- Bagchaur Location in Nepal
- Coordinates: 28°28′N 82°17′E﻿ / ﻿28.47°N 82.28°E
- Country: Nepal
- Province: Karnali
- District: Salyan
- Established: 19 September 2015

Government
- • Type: Mayor-council
- • Mayor: Mr. JanakRaj Gautam (NC)
- • Deputy mayor: Mrs. Sumnima DC(Oli) (NCP)

Area
- • Total: 163.14 km^{2} (62.99 sq mi)
- Elevation: 1,320 m (4,330 ft)

Population (2011)
- • Total: 34,118
- • Density: 209.13/km^{2} (541.65/sq mi)
- Time zone: UTC+5:45 (NST)
- Website: official website

= Bagchaur =

Bagchaur (बागचौर) is an urban municipality located in Salyan district of Karnali Province of Nepal.

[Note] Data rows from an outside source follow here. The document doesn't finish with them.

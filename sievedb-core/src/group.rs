//! Open-addressing tables used while aggregating query results.
//!
//! Both tables key on non-zero `u32` identifiers and use slot value 0 as the
//! empty marker. Probing starts at `uid & mask` and advances by a stride that
//! grows by one after every collision (1, 2, 3, ...), which visits every slot
//! of a power-of-two table and spreads clustered identifiers better than a
//! fixed stride.

use std::ops::ControlFlow;

use serde::{Deserialize, Serialize};

use crate::bitset::{BlockUids, IndexableSet, Uid};
use crate::compound::QuerySet;

const MIN_SLOTS: usize = 8;

/// Smallest power of two that is at least `2 * expected`, never below 8.
#[inline]
pub fn table_size(expected: usize) -> usize {
    expected
        .saturating_mul(2)
        .max(MIN_SLOTS)
        .checked_next_power_of_two()
        .unwrap_or(1 << (usize::BITS - 1))
}

#[inline]
fn assert_key(uid: Uid) {
    assert!(uid != 0, "uid 0 is reserved as the empty-slot marker");
}

/// A uid with its accumulated score.
#[derive(Debug, Clone, Copy, PartialEq, Default, Serialize, Deserialize)]
pub struct ScoredUid {
    /// Identifier (group key).
    pub uid: Uid,
    /// Accumulated score. Zero or negative means "does not match".
    pub score: f64,
}

impl ScoredUid {
    /// Creates an entry.
    #[inline]
    pub fn new(uid: Uid, score: f64) -> Self {
        Self { uid, score }
    }
}

/// Hash table from uid to score.
///
/// # Example
///
/// ```
/// use sievedb_core::CounterTable;
///
/// let mut table = CounterTable::with_expected(4);
/// table.insert(7).score += 1.0;
/// table.insert(7).score += 2.5;
/// table.insert(9).score += 1.0;
///
/// assert_eq!(table.len(), 2);
/// assert_eq!(table.get(7).map(|c| c.score), Some(3.5));
/// ```
#[derive(Debug, Clone)]
pub struct CounterTable {
    slots: Vec<ScoredUid>,
    len: usize,
}

impl CounterTable {
    /// Creates a table sized for `expected` distinct keys at 50% load.
    pub fn with_expected(expected: usize) -> Self {
        Self {
            slots: vec![ScoredUid::default(); table_size(expected)],
            len: 0,
        }
    }

    /// Number of slots.
    #[inline]
    pub fn capacity(&self) -> usize {
        self.slots.len()
    }

    /// Number of distinct keys.
    #[inline]
    pub fn len(&self) -> usize {
        self.len
    }

    /// Returns true if nothing was inserted.
    #[inline]
    pub fn is_empty(&self) -> bool {
        self.len == 0
    }

    #[inline]
    fn probe(&self, uid: Uid) -> usize {
        let mask = self.slots.len() - 1;
        let mut pos = uid as usize & mask;
        let mut stride = 1;
        loop {
            let slot = self.slots[pos].uid;
            if slot == uid || slot == 0 {
                return pos;
            }
            pos = (pos + stride) & mask;
            stride += 1;
        }
    }

    /// Returns the entry for `uid`, creating it with score 0 if absent.
    ///
    /// # Panics
    ///
    /// Panics if `uid` is 0.
    pub fn insert(&mut self, uid: Uid) -> &mut ScoredUid {
        assert_key(uid);
        let mut pos = self.probe(uid);
        if self.slots[pos].uid == 0 {
            if (self.len + 1) * 2 > self.slots.len() {
                self.grow();
                pos = self.probe(uid);
            }
            self.slots[pos].uid = uid;
            self.len += 1;
        }
        &mut self.slots[pos]
    }

    /// Looks up `uid` without inserting.
    pub fn get(&self, uid: Uid) -> Option<&ScoredUid> {
        if uid == 0 {
            return None;
        }
        let slot = &self.slots[self.probe(uid)];
        (slot.uid == uid).then_some(slot)
    }

    fn grow(&mut self) {
        let size = self.slots.len() * 2;
        let old = std::mem::replace(&mut self.slots, vec![ScoredUid::default(); size]);
        tracing::debug!(
            len = self.len,
            slots = self.slots.len(),
            "counter table grown past its estimate"
        );
        for entry in old.into_iter().filter(|e| e.uid != 0) {
            let pos = self.probe(entry.uid);
            self.slots[pos] = entry;
        }
    }

    /// Iterates over occupied slots in table order.
    pub fn iter(&self) -> impl Iterator<Item = &ScoredUid> {
        self.slots.iter().filter(|e| e.uid != 0)
    }

    /// Consumes the table, returning the occupied slots.
    pub fn into_entries(self) -> Vec<ScoredUid> {
        let mut slots = self.slots;
        slots.retain(|e| e.uid != 0);
        slots
    }
}

/// Hash set of uids, used to count distinct values.
#[derive(Debug, Clone)]
pub struct DedupSet {
    slots: Vec<Uid>,
    len: usize,
}

impl DedupSet {
    /// Creates a set sized for `expected` distinct uids at 50% load.
    pub fn with_expected(expected: usize) -> Self {
        Self {
            slots: vec![0; table_size(expected)],
            len: 0,
        }
    }

    /// Number of slots.
    #[inline]
    pub fn capacity(&self) -> usize {
        self.slots.len()
    }

    /// Number of distinct uids.
    #[inline]
    pub fn len(&self) -> usize {
        self.len
    }

    /// Returns true if nothing was inserted.
    #[inline]
    pub fn is_empty(&self) -> bool {
        self.len == 0
    }

    #[inline]
    fn probe(&self, uid: Uid) -> usize {
        let mask = self.slots.len() - 1;
        let mut pos = uid as usize & mask;
        let mut stride = 1;
        while self.slots[pos] != uid && self.slots[pos] != 0 {
            pos = (pos + stride) & mask;
            stride += 1;
        }
        pos
    }

    /// Adds `uid`. Returns true if it was not present before.
    ///
    /// # Panics
    ///
    /// Panics if `uid` is 0.
    pub fn insert(&mut self, uid: Uid) -> bool {
        assert_key(uid);
        let mut pos = self.probe(uid);
        if self.slots[pos] == uid {
            return false;
        }
        if (self.len + 1) * 2 > self.slots.len() {
            let size = self.slots.len() * 2;
            let old = std::mem::replace(&mut self.slots, vec![0; size]);
            for u in old.into_iter().filter(|&u| u != 0) {
                let p = self.probe(u);
                self.slots[p] = u;
            }
            pos = self.probe(uid);
        }
        self.slots[pos] = uid;
        self.len += 1;
        true
    }

    /// Returns true if `uid` was inserted.
    pub fn contains(&self, uid: Uid) -> bool {
        uid != 0 && self.slots[self.probe(uid)] == uid
    }
}

/// Walks `set` (uids up to `max_uid`, highest first) and sums the metric per
/// group.
///
/// `metric` maps a member uid to `(group_key, weight)`; returning `None`
/// skips the uid. Group keys must be non-zero.
///
/// # Example
///
/// ```
/// use std::sync::Arc;
/// use sievedb_core::{accumulate, BitsetArena, HierarchicalBitset, QuerySet};
///
/// let arena = Arc::new(BitsetArena::with_capacity(16));
/// let set = HierarchicalBitset::new(arena);
/// for uid in 1..=6 {
///     set.set(uid).unwrap();
/// }
///
/// // Group by parity, count members.
/// let mut query = QuerySet::leaf(set.snapshot());
/// let table = accumulate(&mut query, u32::MAX, 2, |uid| Some((uid % 2 + 1, 1.0)));
/// assert_eq!(table.get(1).map(|c| c.score), Some(3.0));
/// assert_eq!(table.get(2).map(|c| c.score), Some(3.0));
/// ```
pub fn accumulate<F>(
    set: &mut QuerySet,
    max_uid: Uid,
    expected_groups: usize,
    mut metric: F,
) -> CounterTable
where
    F: FnMut(Uid) -> Option<(Uid, f64)>,
{
    let mut table = CounterTable::with_expected(expected_groups);
    let _ = set.for_each_block(max_uid, &mut |span, mask| {
        for uid in BlockUids::new(span, mask) {
            if let Some((group, weight)) = metric(uid) {
                table.insert(group).score += weight;
            }
        }
        ControlFlow::Continue(())
    });
    table
}

#[cfg(test)]
mod tests {
    use super::*;
    use std::collections::HashSet;

    #[test]
    fn test_table_size() {
        assert_eq!(table_size(0), 8);
        assert_eq!(table_size(3), 8);
        assert_eq!(table_size(4), 8);
        assert_eq!(table_size(5), 16);
        assert_eq!(table_size(100), 256);
        assert_eq!(CounterTable::with_expected(64).capacity(), 128);
        assert_eq!(DedupSet::with_expected(9).capacity(), 32);
    }

    #[test]
    fn test_counter_insert_returns_same_slot() {
        let mut table = CounterTable::with_expected(10);
        table.insert(42).score += 1.0;
        table.insert(42).score += 1.0;
        table.insert(43).score += 5.0;

        assert_eq!(table.len(), 2);
        assert_eq!(table.get(42), Some(&ScoredUid::new(42, 2.0)));
        assert_eq!(table.get(43).map(|c| c.score), Some(5.0));
        assert!(table.get(44).is_none());
        assert!(table.get(0).is_none());
    }

    #[test]
    fn test_counter_collisions() {
        let n = 16;
        let mut table = CounterTable::with_expected(n);
        let cap = table.capacity() as Uid;
        assert!(cap as usize >= 2 * n);

        // All hash to slot 0.
        let uids: Vec<Uid> = (1..=n as Uid).map(|i| i * cap).collect();
        let mut slots = HashSet::new();
        for &uid in &uids {
            let slot: *const ScoredUid = table.insert(uid);
            assert!(slots.insert(slot as usize), "uid {} shares a slot", uid);
        }
        for (i, &uid) in uids.iter().enumerate() {
            let entry = table.insert(uid);
            entry.score += i as f64 + 1.0;
            let again: *const ScoredUid = table.insert(uid);
            assert!(slots.contains(&(again as usize)));
        }
        assert_eq!(table.len(), n);
        assert_eq!(table.capacity(), cap as usize);
        for (i, &uid) in uids.iter().enumerate() {
            assert_eq!(table.get(uid).map(|c| c.score), Some(i as f64 + 1.0));
        }
    }

    #[test]
    fn test_counter_grows_past_estimate() {
        let mut table = CounterTable::with_expected(2);
        for uid in 1..=100 {
            table.insert(uid).score += uid as f64;
        }
        assert_eq!(table.len(), 100);
        assert!(table.capacity() >= 200);
        assert!(table.capacity().is_power_of_two());
        for uid in 1..=100 {
            assert_eq!(table.get(uid).map(|c| c.score), Some(uid as f64));
        }
    }

    #[test]
    fn test_into_entries() {
        let mut table = CounterTable::with_expected(4);
        for uid in [3, 1, 2] {
            table.insert(uid).score = 1.0;
        }
        let mut uids: Vec<Uid> = table.into_entries().into_iter().map(|e| e.uid).collect();
        uids.sort_unstable();
        assert_eq!(uids, vec![1, 2, 3]);
    }

    #[test]
    #[should_panic(expected = "uid 0 is reserved")]
    fn test_counter_rejects_zero() {
        let mut table = CounterTable::with_expected(4);
        table.insert(0);
    }

    #[test]
    fn test_dedup_set() {
        let mut set = DedupSet::with_expected(4);
        assert!(set.insert(5));
        assert!(!set.insert(5));
        assert!(set.insert(13));
        assert!(set.contains(13));
        assert!(!set.contains(0));
        assert!(!set.contains(6));
        assert_eq!(set.len(), 2);
    }

    #[test]
    fn test_dedup_collisions_and_growth() {
        let mut set = DedupSet::with_expected(8);
        let cap = set.capacity() as Uid;
        for i in 1..=8 {
            assert!(set.insert(i * cap));
        }
        for i in 1..=8 {
            assert!(!set.insert(i * cap));
        }
        for uid in 1..=1000 {
            set.insert(uid);
        }
        assert!((1..=1000).all(|uid| set.contains(uid)));
    }

    #[test]
    #[should_panic(expected = "uid 0 is reserved")]
    fn test_dedup_rejects_zero() {
        DedupSet::with_expected(1).insert(0);
    }
}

The total area of the municipality is 163.14 km2 and the total population of the municipality as of 2011 Nepal census is 34,118 individuals. The municipality is divided into total 12 wards.

The municipality was established on 19 September 2015 merging Tharmare, Sibaratha, Kotbara, Kotmala and Pipal Neta. On 10 March 2017 the Government of Nepal announced 744 local level units as per the new constitution of Nepal 2015, thus Baphukhola VDC was Incorporated with municipality.

==Demographics==
At the time of the 2011 Nepal census, Bagchaur Municipality had a population of 34,143. Of these, 100.0% spoke Nepali as their first language.

In terms of ethnicity/caste, 71.5% were Chhetri, 11.0% Kami, 5.3% Magar, 3.4% Thakuri, 3.1% Hill Brahmin, 2.8% Damai/Dholi, 1.4% Sanyasi/Dasnami, 1.0% Sarki, 0.3% Badi, 0.1% other Dalit and 0.1% other Terai.

In terms of religion, 99.4% were Hindu, 0.5% Christian and 0.1% Buddhist.

In terms of literacy, 66.9% could read and write, 2.1% could only read and 30.9% could neither read nor write.